Most of these accidents are not due to earthquakes, obviously.  But they show that there is a pattern of laxness, not in the initial design and construction – though Wikipedia writes about Bataan that “[f]ollowing the 1979 Three Mile Island accident in the United States, construction on the BNPP was stopped, and a subsequent safety inquiry into the plant revealed over 4,000 defects” – but during the operating phase.

You ask, “Would you have any solutions that address seismic issues for power generation such as for geothermal? I believe these would be pertinent particularly for many types of power generation, especially considering some types of power plants need to be built near centres of seismic activity?”

Well, although some individual plants of various types may need to be built in areas that are seismically active, the only _type_ of power plant that I am aware of that always _needs_ to be built near centres of seismic activity is geothermal.  On the other hand, both geothermal and large-scale hydroelectric can _induce_ seismic activity. (See http://www.probeinternational.org/catalog/content_fullstory.php?contentId=6809&cat_id=7 and http://online.wsj.com/article/SB123391567210056475.html.)

I think the engineering expertise and the materials exist to build power plants that can withstand strong earthquakes without releasing damaging materials to the environment.  But there are also economic concerns, and this gives the developers of the project, and the politicians and regulators that they have won over to their side, incentives to streamline the process and to cut costs in order to make energy prices more “competitive”.  In the case of BP’s Macondo Prospect spill in the Gulf of Mexico, there were numerous regulatory roadblocks and physical safety interlocks in place to prevent it from happening, yet it happened.

The particular challenge of nuclear power, to me, is the fact that damaging releases are not immediately evident to the senses – hence the Soviets were able to deny for days that there was any damaging release from Chernobyl until radiation began being detected in Sweden – and often the nuclear industry in a country is so small and specialized that there is the danger of an excessively cozy relationship between power plant operators and the regulators who (ostensibly) should oversee them.

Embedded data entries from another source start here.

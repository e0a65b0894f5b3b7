// 该文件是 Kanjian （看见） 项目的一部分。
// src/output/gstreamer_display.rs - GStreamer 实时显示输出
//
// 本文件根据 Apache 许可证第 2.0 版（以下简称“许可证”）授权使用；
// 除非遵守该许可证条款，否则您不得使用本文件。
// 您可通过以下网址获取许可证副本：
// http://www.apache.org/licenses/LICENSE-2.0
// 除非适用法律要求或书面同意，根据本许可协议分发的软件均按“原样”提供，
// 不附带任何形式的明示或暗示的保证或条件。
// 有关许可权限与限制的具体条款，请参阅本许可协议。
//
// Copyright (C) 2026 Johann Li <me@qinka.pro>, Wareless Group

//! # GStreamer 实时显示
//!
//! 把可视化结果推入 `appsrc`，交给显示 sink 播放。
//!
//! ## URL Scheme
//!
//! `gst://<sink>?fps=30`
//!
//! - `sink`: 显示元素，默认 `autovideosink`
//! - `fps`: 标称帧率，用于时间戳，默认 30
//!
//! ```no_run
//! use kanjian::{FromUrl, output::GStreamerDisplayOutput};
//! use url::Url;
//!
//! # fn main() -> Result<(), Box<dyn std::error::Error>> {
//! let url = Url::parse("gst://autovideosink?fps=30")?;
//! let output = GStreamerDisplayOutput::from_url(&url)?;
//! # Ok(())
//! # }
//! ```
//!
//! 可视化图像的尺寸随层变化，caps 按收到的第一张图协商，尺寸变化时重新设置。

use std::sync::{Mutex, PoisonError};

use crate::{
  FromUrl, FromUrlWithScheme,
  frame::Frame,
  output::{Render, Rendered},
};

use gstreamer::{self as gst, prelude::*};
use gstreamer_app as gst_app;
use thiserror::Error;
use tracing::{error, info, warn};
use url::Url;

/// GStreamer 显示输出错误类型
#[derive(Error, Debug)]
pub enum GStreamerDisplayError {
  /// URI scheme 不匹配
  #[error("URI scheme mismatch")]
  SchemeMismatch,
  /// GStreamer 库错误
  #[error("GStreamer error: {0}")]
  GStreamerError(#[from] gst::glib::Error),
  /// 无法获取 appsrc 元素
  #[error("Failed to get appsrc element")]
  AppSrcNotFound,
  /// 无法转换元素为 appsrc
  #[error("Failed to convert element to appsrc")]
  AppSrcConversionFailed,
  /// 管道错误
  #[error("Pipeline error: {0}")]
  PipelineError(String),
  /// 状态改变错误
  #[error("State change error: {0}")]
  StateChangeError(#[from] gst::StateChangeError),
  /// 缓冲区创建错误
  #[error("Buffer creation error")]
  BufferCreationError,
}

struct StreamState {
  size: Option<(u32, u32)>,
  frame_count: u64,
}

pub struct GStreamerDisplayOutput {
  pipeline: gst::Pipeline,
  appsrc: gst_app::AppSrc,
  fps: i32,
  state: Mutex<StreamState>,
}

impl FromUrlWithScheme for GStreamerDisplayOutput {
  const SCHEME: &'static str = "gst";
}

impl FromUrl for GStreamerDisplayOutput {
  type Error = GStreamerDisplayError;

  fn from_url(url: &Url) -> Result<Self, Self::Error> {
    if url.scheme() != Self::SCHEME {
      error!(
        "URI scheme mismatch: expected '{}', found '{}'",
        Self::SCHEME,
        url.scheme()
      );
      return Err(GStreamerDisplayError::SchemeMismatch);
    }

    gst::init()?;

    let query_pairs: std::collections::HashMap<_, _> = url.query_pairs().collect();
    let fps: i32 = query_pairs
      .get("fps")
      .and_then(|v| v.parse().ok())
      .filter(|fps| *fps > 0)
      .unwrap_or(30);
    let sink = url
      .host_str()
      .filter(|host| !host.is_empty())
      .unwrap_or("autovideosink");

    let pipeline_desc = format!(
      "appsrc name=src is-live=true do-timestamp=false ! videoconvert ! videoscale ! {} sync=false",
      sink
    );
    info!("创建显示管道: {}", pipeline_desc);

    let pipeline = gst::parse::launch(&pipeline_desc)?
      .downcast::<gst::Pipeline>()
      .map_err(|_| GStreamerDisplayError::PipelineError("无法创建管道".to_string()))?;

    let appsrc = pipeline
      .by_name("src")
      .ok_or(GStreamerDisplayError::AppSrcNotFound)?
      .downcast::<gst_app::AppSrc>()
      .map_err(|_| GStreamerDisplayError::AppSrcConversionFailed)?;
    appsrc.set_format(gst::Format::Time);

    pipeline.set_state(gst::State::Playing)?;

    Ok(GStreamerDisplayOutput {
      pipeline,
      appsrc,
      fps,
      state: Mutex::new(StreamState {
        size: None,
        frame_count: 0,
      }),
    })
  }
}

impl Drop for GStreamerDisplayOutput {
  fn drop(&mut self) {
    let _ = self.appsrc.end_of_stream();

    if let Err(e) = self.pipeline.set_state(gst::State::Null) {
      warn!("停止显示管道失败: {}", e);
    }

    let state = self.state.lock().unwrap_or_else(PoisonError::into_inner);
    info!("显示输出关闭，共显示 {} 帧", state.frame_count);
  }
}

impl GStreamerDisplayOutput {
  fn set_caps(&self, width: u32, height: u32) {
    let caps = gst::Caps::builder("video/x-raw")
      .field("format", "RGB")
      .field("width", width as i32)
      .field("height", height as i32)
      .field("framerate", gst::Fraction::new(self.fps, 1))
      .build();
    self.appsrc.set_caps(Some(&caps));
    info!("显示尺寸: {}x{} @ {} fps", width, height, self.fps);
  }

  fn push_image(&self, image: &image::RgbImage) -> Result<(), GStreamerDisplayError> {
    let mut state = self.state.lock().unwrap_or_else(PoisonError::into_inner);
    let size = image.dimensions();
    if state.size != Some(size) {
      self.set_caps(size.0, size.1);
      state.size = Some(size);
    }

    let data = image.as_raw();
    let mut buffer =
      gst::Buffer::with_size(data.len()).map_err(|_| GStreamerDisplayError::BufferCreationError)?;
    {
      let buffer_ref = buffer
        .get_mut()
        .ok_or(GStreamerDisplayError::BufferCreationError)?;
      let frame_duration = 1_000_000_000 / self.fps as u64;
      buffer_ref.set_pts(gst::ClockTime::from_nseconds(
        state.frame_count * frame_duration,
      ));
      buffer_ref.set_duration(gst::ClockTime::from_nseconds(frame_duration));
      let mut buffer_map = buffer_ref
        .map_writable()
        .map_err(|_| GStreamerDisplayError::PipelineError("无法映射缓冲区".to_string()))?;
      buffer_map.copy_from_slice(data);
    }
    state.frame_count += 1;

    self
      .appsrc
      .push_buffer(buffer)
      .map_err(|e| GStreamerDisplayError::PipelineError(format!("推送缓冲区失败: {:?}", e)))?;

    Ok(())
  }
}

impl Render<Frame, Rendered> for GStreamerDisplayOutput {
  type Error = GStreamerDisplayError;

  fn render_result(&self, _frame: &Frame, result: &Rendered) -> Result<(), Self::Error> {
    self.push_image(&result.image)
  }
}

I read in a report of March 2010 evaluating Ireland’s future energy options that one of the major costs to building a first nuclear plant in Ireland would be the need to create an entire corpus of regulations and to create and train an entire regulatory agency (whose entire livelihood would depend, obviously, on the continued operation of that nuclear plant).

The situation would be similar for the construction of a first nuclear power plant in the Philippines.  I recall that when I was visiting Manila in 1986 there had recently been introduced a law banning smoking in public places in Quezon City .  But almost all the men in Quezon City were used to smoking in public.  So everyone concluded that the law had been instituted just so that policemen could go around catching smokers so as to elicit bribes from them so that they would not have to pay fines.  I know that a lot has changed in the Philippines since then, and yet when I think of the [meager] amount of actual control that the central government is able to exercise in places like Diwalwal, well…

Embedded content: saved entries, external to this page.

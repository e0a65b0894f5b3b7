// 该文件是 Kanjian （看见） 项目的一部分。
// src/output/visualizer.rs - 激活可视化
//
// 本文件根据 Apache 许可证第 2.0 版（以下简称“许可证”）授权使用；
// 除非遵守该许可证条款，否则您不得使用本文件。
// 您可通过以下网址获取许可证副本：
// http://www.apache.org/licenses/LICENSE-2.0
// 除非适用法律要求或书面同意，根据本许可协议分发的软件均按“原样”提供，
// 不附带任何形式的明示或暗示的保证或条件。
// 有关许可权限与限制的具体条款，请参阅本许可协议。
//
// Copyright (C) 2026 Johann Li <me@qinka.pro>, Wareless Group

//! 激活张量 → 彩色图像
//!
//! 流程分五步，每一步都是独立的函数：
//! 通道选择 → 归约 → 归一化 → 颜色映射 → 叠加原图。

use image::{
  Rgb, RgbImage,
  imageops::{self, FilterType},
};
use thiserror::Error;
use tracing::debug;

use crate::{
  config::{BlendMode, ChannelSelection, VizPreset},
  frame::{Frame, RenderedImage},
  model::{ActivationTensor, Activations},
  output::colormap::ColorMap,
};

/// top-k 最多选择的通道数
pub const MAX_TOP_K: usize = 10;

const NORMALIZE_EPSILON: f32 = 1e-6;

#[derive(Error, Debug)]
pub enum VisualizationError {
  #[error("激活张量格式错误: {0}")]
  MalformedActivation(String),
  #[error("缺少层 {0} 的激活")]
  MissingActivation(String),
  #[error("叠加透明度 {0} 超出 [0, 1]")]
  InvalidAlpha(f32),
}

/// 把 k 限制在 `[1, min(10, C)]`
pub fn clamp_k(k: i64, channels: usize) -> usize {
  let upper = channels.min(MAX_TOP_K).max(1) as i64;
  k.clamp(1, upper) as usize
}

/// 单个通道的总体方差
fn variance(plane: &[f32]) -> f32 {
  let n = plane.len() as f32;
  let mean = plane.iter().sum::<f32>() / n;
  plane.iter().map(|v| (v - mean) * (v - mean)).sum::<f32>() / n
}

/// 第一步：通道选择
///
/// top-k 按方差降序取前 k 个（方差相同时编号小的优先），返回时按编号升序，
/// 这样归约结果与通道的排名顺序无关；显式列表中越界的编号被直接丢弃。
pub fn select_channels(activation: &ActivationTensor, selection: &ChannelSelection) -> Vec<usize> {
  let channels = activation.channels();
  match selection {
    ChannelSelection::TopK(k) => {
      let k = clamp_k(*k, channels);
      let mut ranked: Vec<(usize, f32)> = (0..channels)
        .filter_map(|c| activation.channel(c).map(|plane| (c, variance(plane))))
        .collect();
      ranked.sort_by(|a, b| b.1.total_cmp(&a.1));
      let mut selected: Vec<usize> = ranked.into_iter().take(k).map(|(c, _)| c).collect();
      selected.sort_unstable();
      selected
    }
    ChannelSelection::Explicit(indices) => indices
      .iter()
      .filter(|&&i| i >= 0 && (i as usize) < channels)
      .map(|&i| i as usize)
      .collect(),
  }
}

/// 第二步：把选中的通道归约成一张二维图
pub fn reduce(activation: &ActivationTensor, selected: &[usize], mode: BlendMode) -> Vec<f32> {
  let plane = activation.height() * activation.width();
  let planes: Vec<&[f32]> = selected
    .iter()
    .filter_map(|&c| activation.channel(c))
    .collect();

  match planes.as_slice() {
    [] => vec![0.0; plane],
    [single] => single.to_vec(),
    planes => {
      let n = planes.len() as f32;
      let mut out = match mode {
        BlendMode::Max => vec![f32::NEG_INFINITY; plane],
        _ => vec![0.0; plane],
      };
      for channel in planes {
        for (acc, &v) in out.iter_mut().zip(channel.iter()) {
          match mode {
            BlendMode::Sum | BlendMode::Mean => *acc += v,
            BlendMode::Max => *acc = acc.max(v),
            // 目前各通道权重相同
            BlendMode::Weighted => *acc += v / n,
          }
        }
      }
      if mode == BlendMode::Mean {
        out.iter_mut().for_each(|v| *v /= n);
      }
      out
    }
  }
}

/// 第三步：平移到最小值为 0，缩放到 `[0, 255]`
pub fn normalize(map: &[f32]) -> Vec<u8> {
  let min = map.iter().copied().fold(f32::INFINITY, f32::min);
  let max = map.iter().copied().fold(f32::NEG_INFINITY, f32::max);
  if !min.is_finite() || !max.is_finite() {
    return vec![0; map.len()];
  }
  let range = max - min;
  map
    .iter()
    .map(|&v| ((v - min) / (range + NORMALIZE_EPSILON) * 255.0).round().clamp(0.0, 255.0) as u8)
    .collect()
}

/// 第四步：颜色映射
pub fn colorize(gray: &[u8], width: u32, height: u32, cmap: ColorMap) -> RgbImage {
  let mut image = RgbImage::new(width, height);
  for (pixel, &value) in image.pixels_mut().zip(gray.iter()) {
    *pixel = Rgb(cmap.apply(value));
  }
  image
}

/// 第五步：原图缩放到热力图大小后按 alpha 混合
pub fn overlay(
  heatmap: &RgbImage,
  original: &Frame,
  alpha: f32,
  filter: FilterType,
) -> Result<RgbImage, VisualizationError> {
  if !(0.0..=1.0).contains(&alpha) {
    return Err(VisualizationError::InvalidAlpha(alpha));
  }
  let (width, height) = heatmap.dimensions();
  let resized = imageops::resize(&original.to_rgb_image(), width, height, filter);

  let mut blended = RgbImage::new(width, height);
  for ((out, o), h) in blended
    .pixels_mut()
    .zip(resized.pixels())
    .zip(heatmap.pixels())
  {
    for c in 0..3 {
      let value = o[c] as f32 * (1.0 - alpha) + h[c] as f32 * alpha;
      out[c] = value.round().clamp(0.0, 255.0) as u8;
    }
  }
  Ok(blended)
}

/// 可视化引擎
#[derive(Debug, Clone)]
pub struct Visualizer {
  filter: FilterType,
}

impl Default for Visualizer {
  fn default() -> Self {
    Self {
      filter: FilterType::Triangle,
    }
  }
}

impl Visualizer {
  /// 叠加时原图的重采样方式
  pub fn with_filter(mut self, filter: FilterType) -> Self {
    self.filter = filter;
    self
  }

  pub fn visualize(
    &self,
    activation: &ActivationTensor,
    preset: &VizPreset,
    original: Option<&Frame>,
  ) -> Result<RenderedImage, VisualizationError> {
    let width = u32::try_from(activation.width())
      .map_err(|_| VisualizationError::MalformedActivation(activation.layer().to_string()))?;
    let height = u32::try_from(activation.height())
      .map_err(|_| VisualizationError::MalformedActivation(activation.layer().to_string()))?;

    let selected = select_channels(activation, &preset.channels);
    debug!("层 {} 选中通道: {:?}", activation.layer(), selected);
    let reduced = reduce(activation, &selected, preset.blend_mode);
    let gray = normalize(&reduced);
    let heatmap = colorize(&gray, width, height, preset.cmap);

    match original {
      Some(original) if preset.overlay => overlay(&heatmap, original, preset.alpha, self.filter),
      _ => Ok(heatmap),
    }
  }

  /// 从一次推理结果中取出预设对应的层再可视化
  pub fn visualize_layer(
    &self,
    activations: &Activations,
    preset: &VizPreset,
    original: Option<&Frame>,
  ) -> Result<RenderedImage, VisualizationError> {
    let activation = activations
      .get(&preset.layer_id)
      .ok_or_else(|| VisualizationError::MissingActivation(preset.layer_id.clone()))?;
    self.visualize(activation, preset, original)
  }
}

In short, it is hard for me to imagine an honest, uncorruptible nuclear industry and nuclear regulatory agency being created from zero anywhere in the world with the potential to operate a nuclear power plant risk-free in a seismically active zone in anything less than 10 years.

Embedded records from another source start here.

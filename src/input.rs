// 该文件是 Kanjian （看见） 项目的一部分。
// src/input.rs - 摄像头/图像输入
//
// 本文件根据 Apache 许可证第 2.0 版（以下简称“许可证”）授权使用；
// 除非遵守该许可证条款，否则您不得使用本文件。
// 您可通过以下网址获取许可证副本：
// http://www.apache.org/licenses/LICENSE-2.0
// 除非适用法律要求或书面同意，根据本许可协议分发的软件均按“原样”提供，
// 不附带任何形式的明示或暗示的保证或条件。
// 有关许可权限与限制的具体条款，请参阅本许可协议。
//
// Copyright (C) 2026 Johann Li <me@qinka.pro>, Wareless Group

use std::{thread, time::Duration};

use thiserror::Error;
use tracing::{debug, error, info};

use crate::{FromUrl, frame::Frame};

/// 摄像头编号（/dev/videoN 中的 N）
pub type DeviceId = u32;

#[derive(Error, Debug)]
pub enum CaptureError {
  #[error("摄像头 {device} 不可用: {reason}")]
  DeviceUnavailable { device: DeviceId, reason: String },
  #[error("摄像头 {device} 读取失败: {reason}")]
  ReadFailure { device: DeviceId, reason: String },
  #[error("URI scheme mismatch")]
  SchemeMismatch,
  #[cfg(feature = "read_image_file")]
  #[error("Image file input error: {0}")]
  ImageFileInputError(#[from] ImageFileInputError),
}

impl CaptureError {
  pub fn unavailable(device: DeviceId, reason: impl ToString) -> Self {
    CaptureError::DeviceUnavailable {
      device,
      reason: reason.to_string(),
    }
  }

  pub fn read_failure(device: DeviceId, reason: impl ToString) -> Self {
    CaptureError::ReadFailure {
      device,
      reason: reason.to_string(),
    }
  }
}

/// 已打开的帧来源
///
/// `read` 失败后句柄保持打开，由调用方决定重试还是关闭；
/// `close` 可重复调用。
pub trait FrameSource: Send {
  fn read(&mut self) -> Result<Frame, CaptureError>;
  fn close(&mut self);
  fn is_open(&self) -> bool;
}

impl<S: FrameSource + ?Sized> FrameSource for Box<S> {
  fn read(&mut self) -> Result<Frame, CaptureError> {
    (**self).read()
  }

  fn close(&mut self) {
    (**self).close()
  }

  fn is_open(&self) -> bool {
    (**self).is_open()
  }
}

/// 按编号打开设备的工厂
pub trait DeviceOpener {
  type Source: FrameSource;

  fn open(&self, device: DeviceId) -> Result<Self::Source, CaptureError>;
}

/// 探测 `0..max_probe` 范围内可以打开的设备，每个设备探测后立即释放
pub fn enumerate<O: DeviceOpener>(opener: &O, max_probe: u32) -> Vec<DeviceId> {
  let mut found = Vec::new();
  for device in 0..max_probe {
    match opener.open(device) {
      Ok(mut source) => {
        source.close();
        found.push(device);
      }
      Err(e) => debug!("探测摄像头 {} 失败: {}", device, e),
    }
  }
  info!("共探测到 {} 个可用摄像头: {:?}", found.len(), found);
  found
}

/// 单次快照：打开、读取一帧、释放
///
/// 打开步骤受 `timeout` 限制；无论读取是否成功，设备都会被释放。
pub fn snapshot<O>(opener: &O, device: DeviceId, timeout: Duration) -> Result<Frame, CaptureError>
where
  O: DeviceOpener + Clone + Send + 'static,
  O::Source: 'static,
{
  let (tx, rx) = crossbeam_channel::bounded(1);
  let worker = opener.clone();
  thread::spawn(move || {
    // 超时后接收端已经丢弃，迟到的句柄随发送失败一起被 drop
    let _ = tx.send(worker.open(device));
  });

  let mut source = match rx.recv_timeout(timeout) {
    Ok(result) => result?,
    Err(_) => {
      error!("打开摄像头 {} 超时 ({:?})", device, timeout);
      return Err(CaptureError::unavailable(
        device,
        format!("打开超时 ({:?})", timeout),
      ));
    }
  };

  let frame = source.read();
  source.close();
  frame
}

#[cfg(feature = "read_image_file")]
mod read_image_file;
#[cfg(feature = "read_image_file")]
pub use self::read_image_file::{ImageFileInput, ImageFileInputError};

mod v4l2_source;
pub use self::v4l2_source::{V4l2Camera, V4l2Opener};

/// 根据 URL 选择的输入源
pub enum InputWrapper {
  V4l2(V4l2Camera),
  #[cfg(feature = "read_image_file")]
  ReadImageFile(ImageFileInput),
}

impl FromUrl for InputWrapper {
  type Error = CaptureError;

  fn from_url(url: &url::Url) -> Result<Self, Self::Error> {
    use crate::FromUrlWithScheme;

    if url.scheme() == V4l2Opener::SCHEME {
      let (opener, device) = V4l2Opener::from_url_with_device(url)?;
      return Ok(InputWrapper::V4l2(opener.open(device)?));
    }
    #[cfg(feature = "read_image_file")]
    {
      if url.scheme() == ImageFileInput::SCHEME {
        let input = ImageFileInput::from_url(url)?;
        return Ok(InputWrapper::ReadImageFile(input));
      }
    }
    Err(CaptureError::SchemeMismatch)
  }
}

impl FrameSource for InputWrapper {
  fn read(&mut self) -> Result<Frame, CaptureError> {
    match self {
      InputWrapper::V4l2(input) => input.read(),
      #[cfg(feature = "read_image_file")]
      InputWrapper::ReadImageFile(input) => input.read(),
    }
  }

  fn close(&mut self) {
    match self {
      InputWrapper::V4l2(input) => input.close(),
      #[cfg(feature = "read_image_file")]
      InputWrapper::ReadImageFile(input) => input.close(),
    }
  }

  fn is_open(&self) -> bool {
    match self {
      InputWrapper::V4l2(input) => input.is_open(),
      #[cfg(feature = "read_image_file")]
      InputWrapper::ReadImageFile(input) => input.is_open(),
    }
  }
}

#[cfg(test)]
mod tests {
  use std::sync::{
    Arc,
    atomic::{AtomicUsize, Ordering},
  };

  use super::*;
  use crate::frame::AsNhwcFrame;

  #[derive(Clone, Default)]
  struct CountingOpener {
    present: Vec<DeviceId>,
    opened: Arc<AtomicUsize>,
    closed: Arc<AtomicUsize>,
    delay: Duration,
    fail_read: bool,
  }

  struct CountingSource {
    device: DeviceId,
    open: bool,
    closed: Arc<AtomicUsize>,
    fail_read: bool,
  }

  impl FrameSource for CountingSource {
    fn read(&mut self) -> Result<Frame, CaptureError> {
      if self.fail_read {
        return Err(CaptureError::read_failure(self.device, "no signal"));
      }
      Ok(Frame::filled(4, 4, [self.device as u8, 0, 0]))
    }

    fn close(&mut self) {
      if self.open {
        self.open = false;
        self.closed.fetch_add(1, Ordering::SeqCst);
      }
    }

    fn is_open(&self) -> bool {
      self.open
    }
  }

  impl DeviceOpener for CountingOpener {
    type Source = CountingSource;

    fn open(&self, device: DeviceId) -> Result<Self::Source, CaptureError> {
      thread::sleep(self.delay);
      if !self.present.contains(&device) {
        return Err(CaptureError::unavailable(device, "not present"));
      }
      self.opened.fetch_add(1, Ordering::SeqCst);
      Ok(CountingSource {
        device,
        open: true,
        closed: self.closed.clone(),
        fail_read: self.fail_read,
      })
    }
  }

  #[test]
  fn enumerate_releases_every_probe() {
    let opener = CountingOpener {
      present: vec![0, 2],
      ..Default::default()
    };
    assert_eq!(enumerate(&opener, 5), vec![0, 2]);
    assert_eq!(opener.opened.load(Ordering::SeqCst), 2);
    assert_eq!(opener.closed.load(Ordering::SeqCst), 2);
  }

  #[test]
  fn enumerate_respects_probe_limit() {
    let opener = CountingOpener {
      present: vec![3],
      ..Default::default()
    };
    assert!(enumerate(&opener, 3).is_empty());
  }

  #[test]
  fn snapshot_reads_once_and_releases() {
    let opener = CountingOpener {
      present: vec![1],
      ..Default::default()
    };
    let frame = snapshot(&opener, 1, Duration::from_secs(5)).unwrap();
    assert_eq!(&frame.as_nhwc()[..3], &[1, 0, 0]);
    assert_eq!(opener.closed.load(Ordering::SeqCst), 1);
  }

  #[test]
  fn snapshot_releases_after_read_failure() {
    let opener = CountingOpener {
      present: vec![0],
      fail_read: true,
      ..Default::default()
    };
    let err = snapshot(&opener, 0, Duration::from_secs(5)).unwrap_err();
    assert!(matches!(err, CaptureError::ReadFailure { device: 0, .. }));
    assert_eq!(opener.closed.load(Ordering::SeqCst), 1);
  }

  #[test]
  fn snapshot_open_timeout_is_device_unavailable() {
    let opener = CountingOpener {
      present: vec![0],
      delay: Duration::from_millis(300),
      ..Default::default()
    };
    let err = snapshot(&opener, 0, Duration::from_millis(20)).unwrap_err();
    assert!(matches!(err, CaptureError::DeviceUnavailable { device: 0, .. }));
  }

  #[test]
  fn snapshot_missing_device() {
    let opener = CountingOpener::default();
    let err = snapshot(&opener, 4, Duration::from_secs(1)).unwrap_err();
    assert!(matches!(err, CaptureError::DeviceUnavailable { device: 4, .. }));
  }
}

Even near here in Italy where a company is building a modest wind farm of 30 MW (€ 45 mln) for a fully respectable firm they are having problems with car bombs, death threats, major arson, and bribery.


In his final response – which is no longer available – the author proclaimed that regardless of safety considerations these nuclear plants would be built, so if I wanted a part of the business I had better be present at their meeting in order to have “a place at the table”.